What kind of man are you—that is, other than some guy from Indiana with an astrophysics PhD? She had wanted to ask him this when they first met sixteen months ago in the cafeteria at the space center headquarters, but it was too soon to ask. First, she had to find out what kind of woman she was, and whether she could live for nine months in a floating box between 200,000 and 250,000 miles away from Earth, no matter her companion.

But in reality, she could only find out the answer to that question by going off and living for nine months in a floating box between 200,000 and 250,000 miles away from Earth. Or at least she supposed she would find out the answer to that question; they still had fifty-nine days left in space.
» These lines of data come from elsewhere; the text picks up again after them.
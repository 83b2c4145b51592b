use chrono::NaiveDate;
use uuid::Uuid;

use crate::domain::{voucher::VoucherUsage, Enrollment, NewEnrollment};

#[mockall::automock]
#[async_trait::async_trait]
pub trait DatabasePort {
    /// Number of subscriptions the member ever had, in any status
    async fn count_subscriptions(&self, member_id: Uuid) -> Result<u32, Error>;

    /// Whether the member holds a subscription that has not ended on the given date
    async fn has_active_subscription(&self, member_id: Uuid, on: NaiveDate)
        -> Result<bool, Error>;

    /// Redemption counts for a voucher, overall and for one member
    async fn voucher_usage(
        &self,
        voucher_id: Uuid,
        member_id: Option<Uuid>,
    ) -> Result<VoucherUsage, Error>;

    /// Persist every record of an enrollment in a single transaction
    ///
    /// Either all records are written or none of them are.
    async fn commit_enrollment(&self, enrollment: NewEnrollment) -> Result<Enrollment, Error>;
}

#[derive(Debug, thiserror::Error)]
pub enum Error {
    /// A member can only hold one live subscription at a time
    #[error("member {0} already has an active subscription")]
    ActiveSubscriptionExists(Uuid),

    /// Invoice numbers are unique across the store
    #[error("invoice number {0} is already in use")]
    DuplicateInvoiceNumber(String),

    /// Redeeming the voucher again would exceed one of its usage limits
    #[error("voucher {0} has reached its usage limit")]
    VoucherLimitReached(String),

    /// The enrollment references a member the store does not know about
    #[error("member {0} does not exist")]
    MemberDoesNotExist(Uuid),

    /// Concrete adapter errors
    ///
    /// This could represent any errors from a concrete adapter that is not part of the domain
    /// model, such as connectivity, configuration, or permission errors.
    #[error("adapter error: {0:?}")]
    Adapter(Box<dyn std::error::Error + Send + Sync>),
}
Fifty-nine days—sometimes it seemed like tomorrow and sometimes it seemed like a lifetime. But tomorrow would just be fifty-eight days, and hopefully her lifetime would be longer than fifty-eight days.

III.

Sometimes she wondered if they actually watched them from behind that methodically flashing video camera. Of course it was all recorded. But did they sit there and watch? Or did the recordings spool out into the ether, to be stored away in some cloud-storage drawer, to get crusty with virtual moth balls and await the too-curious eyes of some seventeen-year-old intern from some STEM school in some New England town who had never even masturbated with his pants off?

IV.

And then she remembered the stars, and how the stars she saw were ancient, and how she was watching their pasts, their endless sensuous galactic dances, and how she found them beautiful—the stranger, the more unfamiliar, the more beautiful.